Sebagai Wakil Pemerintah di Daerah dalam konteks “Integrated Prefectoral System”, Gubernur memang seharusnya mempunyai kewenangan untuk mengkoordinasikan, mengawasi, melakukan supervisi dan memfasilitasi, agar Daerah mampu menjalankan otonominya secara optimal.
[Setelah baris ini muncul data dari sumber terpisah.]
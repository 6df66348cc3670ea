mod read_op;
pub mod schema;
pub mod view;

pub use read_op::SlotReadable;
pub use schema::SlotSchema;
pub use view::{RecordBuf, RecordBufMut};

#[cfg(test)]
mod tests;
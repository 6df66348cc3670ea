use super::VlStrCodec;
use crate::error::{CodecError, Result};
use crate::record::SlotReadable;

impl VlStrCodec {
    /// Copy out the string referenced by the slot at `slot_offset`.
    ///
    /// Returns `None` for a null slot. The allocation is left in place.
    ///
    /// # Precondition
    ///
    /// The slot must hold a handle written by [`encode`](Self::encode) on this
    /// codec and not yet released. A slot that was never written, was written
    /// by another codec, or was already released violates this; the lookup
    /// then fails with `UnknownHandle` (or, by chance, finds an unrelated
    /// live string if the garbage equals a live handle).
    pub fn decode(&self, buf: &[u8], slot_offset: usize) -> Result<Option<String>> {
        Ok(self.decode_str(buf, slot_offset)?.map(str::to_owned))
    }

    /// Zero-copy variant of [`decode`](Self::decode), borrowing from the arena.
    pub fn decode_str(&self, buf: &[u8], slot_offset: usize) -> Result<Option<&str>> {
        let Some(handle) = self.view(buf).read_handle(slot_offset)? else {
            return Ok(None);
        };
        self.arena
            .get_str(handle)
            .map(Some)
            .ok_or(CodecError::UnknownHandle(handle.get()))
    }
}
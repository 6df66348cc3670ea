//! Entry points for a managed-runtime caller.
//!
//! Every argument the managed side may pass as null arrives as an `Option`.
//! Failures are reported through an [`ErrorSink`] and collapse to
//! [`STATUS_FAILURE`] (or `None` for decode). Absent arguments are always
//! checked before any collection is pinned.

use crate::access::{ManagedArray, Pinned};
use crate::codec::VlStrCodec;
use crate::error::{CodecError, ErrorKind, Result};
use crate::record::SlotSchema;
use log::error;

pub const STATUS_OK: i32 = 0;
pub const STATUS_FAILURE: i32 = -1;

/// Managed-side error callbacks. One per failure channel.
pub trait ErrorSink {
    /// A required argument was null.
    fn null_argument(&mut self, msg: &str);
    /// A collection could not be pinned.
    fn fatal_error(&mut self, msg: &str);
    /// Anything else, passed through from the library.
    fn library_error(&mut self, msg: &str);
}

/// Sink that only logs.
#[derive(Debug, Default, Clone, Copy)]
pub struct LogSink;

impl ErrorSink for LogSink {
    fn null_argument(&mut self, msg: &str) {
        error!("null argument: {msg}");
    }

    fn fatal_error(&mut self, msg: &str) {
        error!("fatal: {msg}");
    }

    fn library_error(&mut self, msg: &str) {
        error!("library: {msg}");
    }
}

/// Sink that keeps every report, in order.
#[derive(Debug, Default, Clone)]
pub struct CollectingSink {
    pub reports: Vec<(ErrorKind, String)>,
}

impl ErrorSink for CollectingSink {
    fn null_argument(&mut self, msg: &str) {
        self.reports.push((ErrorKind::AbsentArgument, msg.to_owned()));
    }

    fn fatal_error(&mut self, msg: &str) {
        self.reports.push((ErrorKind::Fatal, msg.to_owned()));
    }

    fn library_error(&mut self, msg: &str) {
        self.reports.push((ErrorKind::Library, msg.to_owned()));
    }
}

fn report<S: ErrorSink + ?Sized>(sink: &mut S, function: &str, err: &CodecError) {
    let msg = format!("{function}:  {err}");
    match err.kind() {
        ErrorKind::AbsentArgument => sink.null_argument(&msg),
        ErrorKind::Fatal => sink.fatal_error(&msg),
        ErrorKind::Library => sink.library_error(&msg),
    }
}

fn to_offset(ofs: i32) -> Result<usize> {
    usize::try_from(ofs).map_err(|_| CodecError::InvalidOffset(ofs as i64))
}

// ════════════════════════════════════════════════════════════════════════
// Entry points
// ════════════════════════════════════════════════════════════════════════

/// Size of a string slot in bytes.
pub fn get_pointer_size(codec: &VlStrCodec) -> i32 {
    codec.pointer_width().bytes() as i32
}

/// Copy `text` into a new string and store its handle at `buf_ofs` in `buf`.
pub fn compound_cpy_vl_str<S, B>(
    sink: &mut S,
    codec: &mut VlStrCodec,
    text: Option<&str>,
    buf: Option<&mut B>,
    buf_ofs: i32,
) -> i32
where
    S: ErrorSink + ?Sized,
    B: ManagedArray<Elem = u8> + ?Sized,
{
    match cpy_vl_str(codec, text, buf, buf_ofs) {
        Ok(()) => STATUS_OK,
        Err(e) => {
            report(sink, "compoundCpyVLStr", &e);
            STATUS_FAILURE
        }
    }
}

fn cpy_vl_str<B>(
    codec: &mut VlStrCodec,
    text: Option<&str>,
    buf: Option<&mut B>,
    buf_ofs: i32,
) -> Result<()>
where
    B: ManagedArray<Elem = u8> + ?Sized,
{
    let text = text.ok_or(CodecError::AbsentArgument("str"))?;
    let buf = buf.ok_or(CodecError::AbsentArgument("buf"))?;
    let offset = to_offset(buf_ofs)?;

    let mut pinned =
        Pinned::acquire(buf).ok_or_else(|| CodecError::AccessFailure("buf".into()))?;
    codec.encode(text, &mut pinned, offset)?;
    Ok(())
}

/// Decode the string whose handle sits at `offset` in `buf`.
pub fn create_vl_str_from_compound<S, B>(
    sink: &mut S,
    codec: &VlStrCodec,
    buf: Option<&mut B>,
    offset: i32,
) -> Option<String>
where
    S: ErrorSink + ?Sized,
    B: ManagedArray<Elem = u8> + ?Sized,
{
    match vl_str_from_compound(codec, buf, offset) {
        Ok(text) => text,
        Err(e) => {
            report(sink, "createVLStrFromCompound", &e);
            None
        }
    }
}

fn vl_str_from_compound<B>(
    codec: &VlStrCodec,
    buf: Option<&mut B>,
    offset: i32,
) -> Result<Option<String>>
where
    B: ManagedArray<Elem = u8> + ?Sized,
{
    let buf = buf.ok_or(CodecError::AbsentArgument("buf"))?;
    let offset = to_offset(offset)?;

    let pinned = Pinned::acquire(buf).ok_or_else(|| CodecError::AccessFailure("buf".into()))?;
    codec.decode(&pinned, offset)
}

/// Release every string referenced from `buf`, an array of `record_size`
/// byte records whose string slots sit at `vl_indices`.
pub fn free_compound_vl_str<S, B, I>(
    sink: &mut S,
    codec: &mut VlStrCodec,
    buf: Option<&mut B>,
    record_size: i32,
    vl_indices: Option<&mut I>,
) -> i32
where
    S: ErrorSink + ?Sized,
    B: ManagedArray<Elem = u8> + ?Sized,
    I: ManagedArray<Elem = i32> + ?Sized,
{
    match free_vl_str(codec, buf, record_size, vl_indices) {
        Ok(_) => STATUS_OK,
        Err(e) => {
            report(sink, "freeCompoundVLStr", &e);
            STATUS_FAILURE
        }
    }
}

fn free_vl_str<B, I>(
    codec: &mut VlStrCodec,
    buf: Option<&mut B>,
    record_size: i32,
    vl_indices: Option<&mut I>,
) -> Result<usize>
where
    B: ManagedArray<Elem = u8> + ?Sized,
    I: ManagedArray<Elem = i32> + ?Sized,
{
    let buf = buf.ok_or(CodecError::AbsentArgument("buf"))?;
    let vl_indices = vl_indices.ok_or(CodecError::AbsentArgument("vlIndices"))?;

    // indices first; if the buffer then fails to pin, dropping this guard
    // unpins the indices
    let indices =
        Pinned::acquire(vl_indices).ok_or_else(|| CodecError::AccessFailure("vlIndices".into()))?;
    let mut pinned =
        Pinned::acquire(buf).ok_or_else(|| CodecError::AccessFailure("buf".into()))?;

    let schema = SlotSchema::from_indices(record_size, &indices, codec.pointer_width())?;
    codec.release_all(&mut pinned, &schema)
}
use compound_vlstr::{CodecConfig, CompoundLayout, MemberKind, PointerWidth, VlStrCodec};
use criterion::{Criterion, criterion_group, criterion_main};
use std::hint::black_box;

const RECORDS: usize = 1_000;

fn layout() -> CompoundLayout {
    CompoundLayout::builder(PointerWidth::W64)
        .member("id", MemberKind::Int(8))
        .member("name", MemberKind::VlString)
        .member("score", MemberKind::Float(8))
        .member("comment", MemberKind::VlString)
        .build()
        .unwrap()
}

fn codec() -> VlStrCodec {
    VlStrCodec::new(CodecConfig {
        pointer_width: PointerWidth::W64,
        ..CodecConfig::default()
    })
}

fn filled(codec: &mut VlStrCodec, layout: &CompoundLayout) -> Vec<u8> {
    let mut buf = vec![0u8; layout.record_size() * RECORDS];
    for r in 0..RECORDS {
        codec.encode_member(layout, &mut buf, r, "name", "user:abc123").unwrap();
        codec.encode_member(layout, &mut buf, r, "comment", "héllo wörld").unwrap();
    }
    buf
}

// ─── Encode ─────────────────────────────────────────────────────────────────

fn bench_encode(c: &mut Criterion) {
    let layout = layout();
    let name = layout.member("name").unwrap().offset();

    c.bench_function("encode_1k_records", |b| {
        b.iter_batched(
            || (codec(), vec![0u8; layout.record_size() * RECORDS]),
            |(mut codec, mut buf)| {
                for r in 0..RECORDS {
                    let at = r * layout.record_size() + name;
                    black_box(codec.encode(black_box("user:abc123"), &mut buf, at).unwrap());
                }
                (codec, buf)
            },
            criterion::BatchSize::SmallInput,
        )
    });
}

// ─── Decode ─────────────────────────────────────────────────────────────────

fn bench_decode(c: &mut Criterion) {
    let layout = layout();
    let mut codec = codec();
    let buf = filled(&mut codec, &layout);
    let name = layout.member("name").unwrap().offset();

    c.bench_function("decode_str_1k_records", |b| {
        b.iter(|| {
            for r in 0..RECORDS {
                black_box(codec.decode_str(&buf, r * layout.record_size() + name).unwrap());
            }
        })
    });

    c.bench_function("decode_owned_1k_records", |b| {
        b.iter(|| {
            for r in 0..RECORDS {
                black_box(codec.decode(&buf, r * layout.record_size() + name).unwrap());
            }
        })
    });
}

// ─── Release ────────────────────────────────────────────────────────────────

fn bench_release(c: &mut Criterion) {
    let layout = layout();
    let schema = layout.slot_schema().unwrap();

    c.bench_function("release_all_1k_records", |b| {
        b.iter_batched(
            || {
                let mut codec = codec();
                let buf = filled(&mut codec, &layout);
                (codec, buf)
            },
            |(mut codec, mut buf)| {
                black_box(codec.release_all(&mut buf, &schema).unwrap());
                (codec, buf)
            },
            criterion::BatchSize::SmallInput,
        )
    });
}

criterion_group!(benches, bench_encode, bench_decode, bench_release);
criterion_main!(benches);
// ─── Error ──────────────────────────────────────────────────────────────────
use smol_str::SmolStr;
use thiserror::Error;

#[derive(Debug, Error)]
pub enum CodecError {
    /// A required argument was not supplied by the caller.
    #[error("{0} is NULL")]
    AbsentArgument(&'static str),
    /// The managed runtime refused direct access to a collection.
    #[error("{0} not pinned")]
    AccessFailure(String),
    #[error("slot at offset {offset} (width {width}) exceeds {len} bytes")]
    SlotOutOfBounds {
        offset: usize,
        width: usize,
        len: usize,
    },
    #[error("slots at offsets {first} and {second} overlap")]
    OverlappingSlots { first: usize, second: usize },
    #[error("invalid record size: {0}")]
    InvalidRecordSize(i64),
    #[error("invalid slot offset: {0}")]
    InvalidOffset(i64),
    #[error("buffer of {len} bytes ends in a partial record (record size {record_size})")]
    PartialRecord { len: usize, record_size: usize },
    #[error("pointer width mismatch: expected {expected} bytes, got {actual}")]
    WidthMismatch { expected: usize, actual: usize },
    #[error("unknown string handle: {0:#x}")]
    UnknownHandle(u64),
    #[error("string contains NUL at byte {0}")]
    InteriorNul(usize),
    #[error("string handles exhausted for this pointer width")]
    HandleOverflow,
    #[error("duplicate compound member: {0}")]
    DuplicateMember(SmolStr),
    #[error("unknown compound member: {0}")]
    UnknownMember(SmolStr),
    #[error("compound member {name} has invalid size {size}")]
    InvalidMemberSize { name: SmolStr, size: usize },
    #[error("compound layout exceeds the address space at member {0}")]
    LayoutTooLarge(SmolStr),
    #[error("compound member is not a variable-length string: {0}")]
    NotAStringSlot(SmolStr),
    #[error("config error: {0}")]
    Config(String),
    #[error("CBOR error: {0}")]
    Cbor(String),
}

/// The three failure channels a managed caller distinguishes.
#[derive(Debug, Clone, Copy, PartialEq, Eq)]
pub enum ErrorKind {
    /// Caller logic error; fix the call site.
    AbsentArgument,
    /// The runtime could not grant memory access.
    Fatal,
    /// Everything else, passed through as a library error.
    Library,
}

impl CodecError {
    pub fn kind(&self) -> ErrorKind {
        match self {
            CodecError::AbsentArgument(_) => ErrorKind::AbsentArgument,
            CodecError::AccessFailure(_) => ErrorKind::Fatal,
            _ => ErrorKind::Library,
        }
    }
}

impl From<serde_json::Error> for CodecError {
    fn from(e: serde_json::Error) -> Self {
        CodecError::Config(e.to_string())
    }
}

pub type Result<T, E = CodecError> = std::result::Result<T, E>;

#[cfg(test)]
mod tests {
    use super::*;

    #[test]
    fn test_kinds_are_distinct() {
        assert_eq!(CodecError::AbsentArgument("buf").kind(), ErrorKind::AbsentArgument);
        assert_eq!(CodecError::AccessFailure("buf".into()).kind(), ErrorKind::Fatal);
        assert_eq!(CodecError::UnknownHandle(3).kind(), ErrorKind::Library);
        assert_eq!(CodecError::HandleOverflow.kind(), ErrorKind::Library);
        assert_eq!(CodecError::LayoutTooLarge("a".into()).kind(), ErrorKind::Library);
    }

    #[test]
    fn test_messages_name_the_argument() {
        assert_eq!(CodecError::AbsentArgument("buf").to_string(), "buf is NULL");
        assert_eq!(
            CodecError::AccessFailure("vlIndices".into()).to_string(),
            "vlIndices not pinned"
        );
    }
}
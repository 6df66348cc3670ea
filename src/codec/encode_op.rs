use super::VlStrCodec;
use crate::error::Result;
use crate::record::SlotReadable;
use crate::types::Handle;

impl VlStrCodec {
    /// Copy `text` into a new string allocation and store its handle in the
    /// slot at `slot_offset`.
    ///
    /// The slot is bounds-checked before anything is allocated, so a failed
    /// call leaves `buf` untouched and allocates nothing. Whatever the slot
    /// held before is overwritten, not released.
    pub fn encode(&mut self, text: &str, buf: &mut [u8], slot_offset: usize) -> Result<Handle> {
        let mut view = self.view_mut(buf);
        view.slot_range(slot_offset)?;

        let handle = self.arena.alloc(text)?;
        view.write_handle(slot_offset, Some(handle))?;
        Ok(handle)
    }

    /// Store the null marker at `slot_offset` without touching the arena.
    pub fn encode_null(&mut self, buf: &mut [u8], slot_offset: usize) -> Result<()> {
        self.view_mut(buf).clear_slot(slot_offset)
    }
}
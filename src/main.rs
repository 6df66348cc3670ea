use compound_vlstr::access::HeapArray;
use compound_vlstr::bridge::{self, ErrorSink, STATUS_OK};
use compound_vlstr::{CodecConfig, CompoundLayout, LayoutSpec, VlStrCodec};
use serde::Deserialize;
use serde_json::{Map, Value};

const DEMO_JSON: &str = r#"{
  "config": { "tail_policy": "ignore" },
  "layout": {
    "members": [
      ["id", {"int": 8}],
      ["name", "vl_string"],
      ["score", {"float": 8}],
      ["comment", "vl_string"]
    ]
  },
  "rows": [
    { "id": 1, "name": "Alice", "comment": "héllo wörld" },
    { "name": "Bob" },
    { "name": "数据集", "comment": "" }
  ]
}"#;

#[derive(Deserialize)]
struct Demo {
    #[serde(default)]
    config: CodecConfig,
    layout: LayoutSpec,
    rows: Vec<Map<String, Value>>,
}

struct StderrSink;

impl ErrorSink for StderrSink {
    fn null_argument(&mut self, msg: &str) {
        eprintln!("NullPointerException: {msg}");
    }

    fn fatal_error(&mut self, msg: &str) {
        eprintln!("InternalError: {msg}");
    }

    fn library_error(&mut self, msg: &str) {
        eprintln!("LibraryException: {msg}");
    }
}

fn main() -> Result<(), Box<dyn std::error::Error>> {
    let input = match std::env::args().nth(1) {
        Some(path) => std::fs::read_to_string(path)?,
        None => DEMO_JSON.to_string(),
    };
    let mut demo: Demo = serde_json::from_str(&input)?;
    // the layout decides the slot width
    demo.config.pointer_width = demo.layout.width;

    let layout = CompoundLayout::from_spec(&demo.layout)?;
    let mut codec = VlStrCodec::new(demo.config);
    let mut sink = StderrSink;

    println!(
        "record size {} bytes, pointer size {}",
        layout.record_size(),
        bridge::get_pointer_size(&codec)
    );
    for member in layout.members() {
        println!("  {member}");
    }

    let mut buf = HeapArray::new(vec![0u8; layout.record_size() * demo.rows.len()]);
    for (r, row) in demo.rows.iter().enumerate() {
        for (name, value) in row {
            let Some(member) = layout.member(name) else {
                eprintln!("row {r}: no member '{name}'");
                continue;
            };
            if !member.kind().is_vl_string() {
                eprintln!("row {r}: member '{name}' is {:?}, not a string slot", member.kind());
                continue;
            }
            let ofs = i32::try_from(r * layout.record_size() + member.offset())?;
            let status =
                bridge::compound_cpy_vl_str(&mut sink, &mut codec, value.as_str(), Some(&mut buf), ofs);
            if status != STATUS_OK {
                eprintln!("row {r}: failed to store '{name}'");
            }
        }
    }

    for r in 0..demo.rows.len() {
        let mut fields = Vec::new();
        for member in layout.members().iter().filter(|m| m.kind().is_vl_string()) {
            let ofs = i32::try_from(r * layout.record_size() + member.offset())?;
            let text = bridge::create_vl_str_from_compound(&mut sink, &codec, Some(&mut buf), ofs);
            fields.push(format!("{}={:?}", member.name(), text));
        }
        println!("record {r}: {}", fields.join(", "));
    }

    let live = codec.arena().live();
    let schema = layout.slot_schema()?;
    let offsets = schema
        .offsets()
        .iter()
        .map(|&o| i32::try_from(o))
        .collect::<Result<Vec<_>, _>>()?;
    let mut indices = HeapArray::new(offsets);
    let status = bridge::free_compound_vl_str(
        &mut sink,
        &mut codec,
        Some(&mut buf),
        i32::try_from(layout.record_size())?,
        Some(&mut indices),
    );
    println!(
        "released {} strings (status {status}), {} live",
        live - codec.arena().live(),
        codec.arena().live()
    );
    Ok(())
}
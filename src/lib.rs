//! Variable-length string slots inside fixed-size compound records.
//!
//! A compound record is a packed struct whose string members are stored as
//! pointer-width slots rather than inline bytes. [`VlStrCodec`] copies text
//! into and out of those slots and releases it again; [`bridge`] exposes the
//! same operations with the status-code conventions of a managed caller.

pub mod access;
pub mod arena;
pub mod bridge;
pub mod codec;
pub mod config;
pub mod error;
pub mod layout;
pub mod record;
pub mod types;

pub use codec::VlStrCodec;
pub use config::{CodecConfig, TailPolicy};
pub use error::{CodecError, ErrorKind, Result};
pub use layout::{CompoundLayout, LayoutSpec, MemberKind};
pub use record::SlotSchema;
pub use types::{Handle, PointerWidth, SlotByteOrder};
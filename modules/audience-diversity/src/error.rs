use std::path::PathBuf;

use thiserror::Error;

pub type Result<T> = std::result::Result<T, DiversityError>;

/// Startup failures: configuration and static table loading.
#[derive(Error, Debug)]
pub enum DiversityError {
    #[error("Configuration error: {0}")]
    Config(String),

    #[error("Failed to read {path}: {source}")]
    Io {
        path: PathBuf,
        #[source]
        source: std::io::Error,
    },

    #[error("Table error in {path} (line {line}): {message}")]
    Table {
        path: PathBuf,
        line: usize,
        message: String,
    },

    #[error("Invalid JSON in {path}: {source}")]
    Json {
        path: PathBuf,
        #[source]
        source: serde_json::Error,
    },
}

/// Failures while scoring a batch. Per-post misses (no URL, malformed URL,
/// short text) are not errors; these abort the whole call.
#[derive(Error, Debug)]
pub enum ScoringError {
    #[error("Topic {0} has no entry in the topic diversity table")]
    UnknownTopic(i64),

    #[error("{stage} returned {got} results for {expected} inputs")]
    LengthMismatch {
        stage: &'static str,
        expected: usize,
        got: usize,
    },

    #[error("Topic classification failed: {0:#}")]
    Classifier(anyhow::Error),
}
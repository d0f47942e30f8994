use thiserror::Error;

pub type Result<T> = std::result::Result<T, TopicClientError>;

#[derive(Debug, Error)]
pub enum TopicClientError {
    #[error("Network error: {0}")]
    Network(String),

    #[error("API error (status {status}): {message}")]
    Api { status: u16, message: String },

    #[error("Parse error: {0}")]
    Parse(String),

    #[error("Topic service returned {got} topics for {expected} texts")]
    Mismatch { expected: usize, got: usize },
}

impl From<reqwest::Error> for TopicClientError {
    fn from(err: reqwest::Error) -> Self {
        if err.is_decode() {
            TopicClientError::Parse(err.to_string())
        } else {
            TopicClientError::Network(err.to_string())
        }
    }
}

impl From<serde_json::Error> for TopicClientError {
    fn from(err: serde_json::Error) -> Self {
        TopicClientError::Parse(err.to_string())
    }
}
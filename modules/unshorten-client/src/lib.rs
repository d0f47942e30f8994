pub mod error;

pub use error::{Result, UnshortenError};

use std::time::Duration;

use tracing::{debug, warn};

/// Per-request timeout used by [`UnshortenClient::default_timeout`].
pub const DEFAULT_TIMEOUT_SECS: u64 = 10;

/// Redirect hops followed before giving up on a URL.
const MAX_REDIRECTS: usize = 10;

/// Resolves shortened links (bit.ly, t.co, ...) to the URL they finally land on
/// by issuing `HEAD` requests and following redirects.
pub struct UnshortenClient {
    client: reqwest::Client,
}

impl UnshortenClient {
    pub fn new(timeout: Duration) -> Result<Self> {
        let client = reqwest::Client::builder()
            .timeout(timeout)
            .redirect(reqwest::redirect::Policy::limited(MAX_REDIRECTS))
            .build()?;

        Ok(Self { client })
    }

    pub fn default_timeout() -> Result<Self> {
        Self::new(Duration::from_secs(DEFAULT_TIMEOUT_SECS))
    }

    /// Follow redirects for a single URL and return where it ends up.
    ///
    /// The final response status is not checked: a 404 at the end of the
    /// chain still tells us which domain the link points at.
    pub async fn resolve(&self, url: &str) -> Result<String> {
        let resp = self.client.head(url).send().await?;
        Ok(resp.url().to_string())
    }

    /// Resolve every URL in order. Never fails: a URL that cannot be resolved
    /// comes back unchanged, so the output is always 1:1 with the input.
    pub async fn resolve_all(&self, urls: &[String]) -> Vec<String> {
        let mut resolved = Vec::with_capacity(urls.len());
        for url in urls {
            match self.resolve(url).await {
                Ok(final_url) => {
                    if final_url != *url {
                        debug!(from = url.as_str(), to = final_url.as_str(), "Unshortened URL");
                    }
                    resolved.push(final_url);
                }
                Err(e) => {
                    warn!(url = url.as_str(), error = %e, "Failed to unshorten URL, keeping original");
                    resolved.push(url.clone());
                }
            }
        }
        resolved
    }
}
Sebab, dengan tidak adanya ketegasan pengaturan mengenai tugas dan kewenangan Gubernur sebagai Wakil Pemerintah, terutama dalam menjalankan “Tutelage Power”, yaitu menjalankan kewenangan Pusat untuk menjaga dan memelihara agar kebijakan dan jalannya penyelenggaraan pemerintahan Daerah Kabupaten/ Kota tidak menyimpang dan tidak bertentangan dengan kepentingan umum, kepentingan nasional ataupun peraturan perundang - undangan yang lebih tinggi, maka dikhawatirkan akan menimbulkan permasalahan yang kompleks dalam kaitan dengan mensinergikan kepentingan antar tingkat pemerintahan sebagai suatu kesatuan sistem dalam Negara Kesatuan RI, yang pada gilirannya bukan saja akan mengganggu penyelenggaraan prinsip - prinsip manajemen pemerintahan yang efektif, melainkan juga akan merapuhkan persatuan dan kesatuan bangsa dalam Negara Kesatuan Republik Indonesia.